La toute première idée du jeu est donc née à la M.A.S., comme indiqué précédemment. Une dizaine d’années s’est écoulée entre les premières réflexions et la réalisation du projet. Je regrettais de ne rien faire des dizaines de jeux de pistes que nous avions créés et j’avais l’idée d’en constituer un livre-recueil. Puis, j’ai rencontré, sans imaginer la suite, celui qui m’a guidée et me guide encore dans le développement de RééduKeys. Gilles, ancien militaire, lui aussi entrepreneur reconverti, musicien et créateur (de génie !) d’instruments de musiques électroniques adaptés à la rééducation et à la réadaptation. Il intervenait à la M.A.S. une demi-journée par semaine ; son exemple m’a inspirée : rencontrer, soutenir des équipes et stimuler des résidents avec un médiateur ludique novateur et motivant… qui m’amuse autant qu’eux ! Gilles a été d’une aide précieuse dans l’élaboration du modèle économique : c’est lui qui m’a inscrite dans une posture d’entrepreneuse créatrice d’un concept. Les deux modèles que nous avons imaginés sont donc un escape game mobile en région parisienne, mais aussi des boxs, des boîtes de jeux d’enquêtes adaptées envoyées par colis partout en France. Ces boxs sont en cours de prototypage.

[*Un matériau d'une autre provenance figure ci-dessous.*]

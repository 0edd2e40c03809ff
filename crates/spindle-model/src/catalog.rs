// Copyright (c) 2025 The Spindle contributors.
//
// Permission is hereby granted, free of charge, to any person obtaining
// a copy of this software and associated documentation files (the
// "Software"), to deal in the Software without restriction, including
// without limitation the rights to use, copy, modify, merge, publish,
// distribute, sublicense, and/or sell copies of the Software, and to
// permit persons to whom the Software is furnished to do so, subject to
// the following conditions:
//
// The above copyright notice and this permission notice shall be
// included in all copies or substantial portions of the Software.
//
// THE SOFTWARE IS PROVIDED "AS IS", WITHOUT WARRANTY OF ANY KIND,
// EXPRESS OR IMPLIED, INCLUDING BUT NOT LIMITED TO THE WARRANTIES OF
// MERCHANTABILITY, FITNESS FOR A PARTICULAR PURPOSE AND
// NONINFRINGEMENT. IN NO EVENT SHALL THE AUTHORS OR COPYRIGHT HOLDERS BE
// LIABLE FOR ANY CLAIM, DAMAGES OR OTHER LIABILITY, WHETHER IN AN ACTION
// OF CONTRACT, TORT OR OTHERWISE, ARISING FROM, OUT OF OR IN CONNECTION
// WITH THE SOFTWARE OR THE USE OR OTHER DEALINGS IN THE SOFTWARE.

//! The immutable part catalog.
//!
//! A catalog is built once, before any search starts, and is read-only
//! for the process lifetime. Engines address parts exclusively through
//! `VariantIndex`; names exist for callers (usage limits, placement
//! rules, rendering) and are resolved to indices exactly once.

use crate::index::VariantIndex;
use crate::placement::PlacementRule;
use rustc_hash::FxHashMap;

/// One part variant and its scoring-relevant properties.
///
/// A `coefficient <= 0` marks a structural part: it may be required for
/// feasibility (stators, casings) but never contributes to fitness.
#[derive(Clone, Debug, PartialEq)]
pub struct Variant {
    name: String,
    coefficient: f64,
    expansion: f64,
    placement: PlacementRule,
}

impl Variant {
    /// Creates a sequence variant with an expansion factor and no
    /// placement restrictions.
    pub fn new(name: &str, coefficient: f64, expansion: f64) -> Self {
        Self {
            name: name.to_owned(),
            coefficient,
            expansion,
            placement: PlacementRule::Always,
        }
    }

    /// Creates a grid variant with a placement rule. Grid scoring is
    /// position-independent, so the expansion factor is neutral.
    pub fn with_placement(name: &str, coefficient: f64, placement: PlacementRule) -> Self {
        Self {
            name: name.to_owned(),
            coefficient,
            expansion: 1.0,
            placement,
        }
    }

    /// The unique catalog name of this variant.
    #[inline]
    pub fn name(&self) -> &str {
        &self.name
    }

    /// The scoring coefficient (efficiency or conductivity).
    #[inline]
    pub fn coefficient(&self) -> f64 {
        self.coefficient
    }

    /// The steam expansion factor applied along a sequence.
    #[inline]
    pub fn expansion(&self) -> f64 {
        self.expansion
    }

    /// The adjacency rule this variant imposes on its grid neighborhood.
    #[inline]
    pub fn placement(&self) -> &PlacementRule {
        &self.placement
    }

    /// Returns `true` if this variant contributes to fitness.
    #[inline]
    pub fn is_scoring(&self) -> bool {
        self.coefficient > 0.0
    }
}

/// An immutable, index-addressed collection of part variants.
#[derive(Clone, Debug)]
pub struct Catalog {
    variants: Vec<Variant>,
    by_name: FxHashMap<String, VariantIndex>,
}

impl Catalog {
    /// Builds a catalog from a list of variants.
    ///
    /// # Panics
    ///
    /// Panics if two variants share a name; catalogs are static domain
    /// data and a duplicate is a bug at the definition site.
    pub fn new(variants: Vec<Variant>) -> Self {
        let mut by_name = FxHashMap::default();
        for (i, variant) in variants.iter().enumerate() {
            let previous = by_name.insert(variant.name.clone(), VariantIndex::new(i));
            assert!(
                previous.is_none(),
                "called `Catalog::new` with duplicate variant name: {}",
                variant.name
            );
        }
        Self { variants, by_name }
    }

    /// Number of variants in the catalog.
    #[inline]
    pub fn len(&self) -> usize {
        self.variants.len()
    }

    /// Returns `true` if the catalog holds no variants.
    #[inline]
    pub fn is_empty(&self) -> bool {
        self.variants.is_empty()
    }

    /// Returns the variant at the given index.
    ///
    /// # Panics
    ///
    /// Panics if `index` is out of bounds.
    #[inline]
    pub fn variant(&self, index: VariantIndex) -> &Variant {
        debug_assert!(
            index.get() < self.variants.len(),
            "called `Catalog::variant` with index out of bounds: the len is {} but the index is {}",
            self.variants.len(),
            index.get()
        );
        &self.variants[index.get()]
    }

    /// Resolves a variant name to its index, if present.
    #[inline]
    pub fn find(&self, name: &str) -> Option<VariantIndex> {
        self.by_name.get(name).copied()
    }

    /// Iterates over all variant indices in catalog order.
    #[inline]
    pub fn indices(&self) -> impl Iterator<Item = VariantIndex> {
        (0..self.variants.len()).map(VariantIndex::new)
    }

    /// Iterates over all variants in catalog order.
    #[inline]
    pub fn iter(&self) -> std::slice::Iter<'_, Variant> {
        self.variants.iter()
    }

    /// The largest scoring coefficient in the catalog, or 0.0 if every
    /// variant is structural. Bound computations rely on this being an
    /// upper limit on any single part's contribution.
    pub fn max_scoring_coefficient(&self) -> f64 {
        self.variants
            .iter()
            .map(|v| v.coefficient.max(0.0))
            .fold(0.0, f64::max)
    }

    /// The stock rotor blade catalog.
    pub fn rotor_blades() -> Self {
        Self::new(vec![
            Variant::new("steel", 1.0, 1.4),
            Variant::new("extreme", 1.1, 1.6),
            Variant::new("sic_sic_cmc", 1.2, 1.8),
            Variant::new("stator", -1.0, 0.75),
        ])
    }

    /// The stock dynamo coil catalog.
    ///
    /// Coils that the original game places against the rotor bearing are
    /// modeled as shaft-adjacent here, since the hollow region of a grid
    /// layout is exactly the bearing footprint.
    pub fn dynamo_coils() -> Self {
        let metals = ["magnesium", "beryllium", "aluminum", "gold", "copper", "silver"];
        Self::new(vec![
            Variant::with_placement("casing", -1.0, PlacementRule::Always),
            Variant::with_placement(
                "connector",
                -1.0,
                PlacementRule::any_of(metals.iter().map(|m| PlacementRule::adjacent(m, 1)).collect()),
            ),
            Variant::with_placement(
                "magnesium",
                0.88,
                PlacementRule::any_of(vec![
                    PlacementRule::shaft_adjacent(1),
                    PlacementRule::adjacent("connector", 1),
                ]),
            ),
            Variant::with_placement("beryllium", 0.9, PlacementRule::adjacent("magnesium", 1)),
            Variant::with_placement("aluminum", 1.0, PlacementRule::adjacent("magnesium", 2)),
            Variant::with_placement("gold", 1.04, PlacementRule::adjacent("aluminum", 1)),
            Variant::with_placement("copper", 1.06, PlacementRule::adjacent("beryllium", 1)),
            Variant::with_placement(
                "silver",
                1.12,
                PlacementRule::all_of(vec![
                    PlacementRule::adjacent("gold", 1),
                    PlacementRule::adjacent("copper", 1),
                ]),
            ),
        ])
    }
}

#[cfg(test)]
mod tests {
    use super::*;

    #[test]
    fn test_find_resolves_names_to_indices() {
        let catalog = Catalog::rotor_blades();
        let steel = catalog.find("steel").expect("steel must exist");
        assert_eq!(catalog.variant(steel).name(), "steel");
        assert_eq!(catalog.find("unobtainium"), None);
    }

    #[test]
    fn test_rotor_blade_stock_data() {
        let catalog = Catalog::rotor_blades();
        assert_eq!(catalog.len(), 4);

        let stator = catalog.variant(catalog.find("stator").unwrap());
        assert_eq!(stator.coefficient(), -1.0);
        assert_eq!(stator.expansion(), 0.75);
        assert!(!stator.is_scoring());

        let cmc = catalog.variant(catalog.find("sic_sic_cmc").unwrap());
        assert_eq!(cmc.coefficient(), 1.2);
        assert_eq!(cmc.expansion(), 1.8);
        assert!(cmc.is_scoring());
    }

    #[test]
    fn test_dynamo_coil_stock_data() {
        let catalog = Catalog::dynamo_coils();
        assert_eq!(catalog.len(), 8);

        let silver = catalog.variant(catalog.find("silver").unwrap());
        assert_eq!(silver.coefficient(), 1.12);
        assert!(matches!(silver.placement(), PlacementRule::AllOf(rules) if rules.len() == 2));

        let casing = catalog.variant(catalog.find("casing").unwrap());
        assert!(!casing.is_scoring());
        assert_eq!(*casing.placement(), PlacementRule::Always);
    }

    #[test]
    fn test_max_scoring_coefficient_ignores_structural_parts() {
        let blades = Catalog::rotor_blades();
        assert_eq!(blades.max_scoring_coefficient(), 1.2);

        let structural_only = Catalog::new(vec![
            Variant::new("a", -1.0, 1.0),
            Variant::new("b", 0.0, 1.0),
        ]);
        assert_eq!(structural_only.max_scoring_coefficient(), 0.0);
    }

    #[test]
    #[should_panic(expected = "duplicate variant name")]
    fn test_duplicate_names_panic() {
        let _ = Catalog::new(vec![
            Variant::new("steel", 1.0, 1.4),
            Variant::new("steel", 1.1, 1.6),
        ]);
    }
}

La seconde personne qui a accompagné ma réflexion autour de ces projets est Charles, ami d’ami, docteur en chimie et physique-chimie, aussi reconverti en créateur d’escape games. Il m’a aidé au niveau technique en me faisant découvrir les dessous des escape games, en me parlant d’impression 3D, de modélisation et de machine de découpe laser.
Votre parcours illustre la capacité des professionnels de terrain à innover. Quels conseils donneriez-vous à celles et ceux qui souhaitent transformer leurs idées en projet concret ?
Je conseillerais avant tout d’oser se lancer et de tester des idées sans attendre qu'elles soient parfaitement abouties. L'expérimentation permet d'affiner un concept et d'apporter les ajustements nécessaires. Il est également essentiel de s'entourer de personnes bienveillantes et constructives, capables d'apporter un regard extérieur et de challenger le projet.
Enfin, s'appuyer sur son réseau est primordial : partager son projet, recueillir des avis et trouver des partenaires qui partagent les mêmes valeurs. L'innovation naît presque toujours de la collaboration et des échanges !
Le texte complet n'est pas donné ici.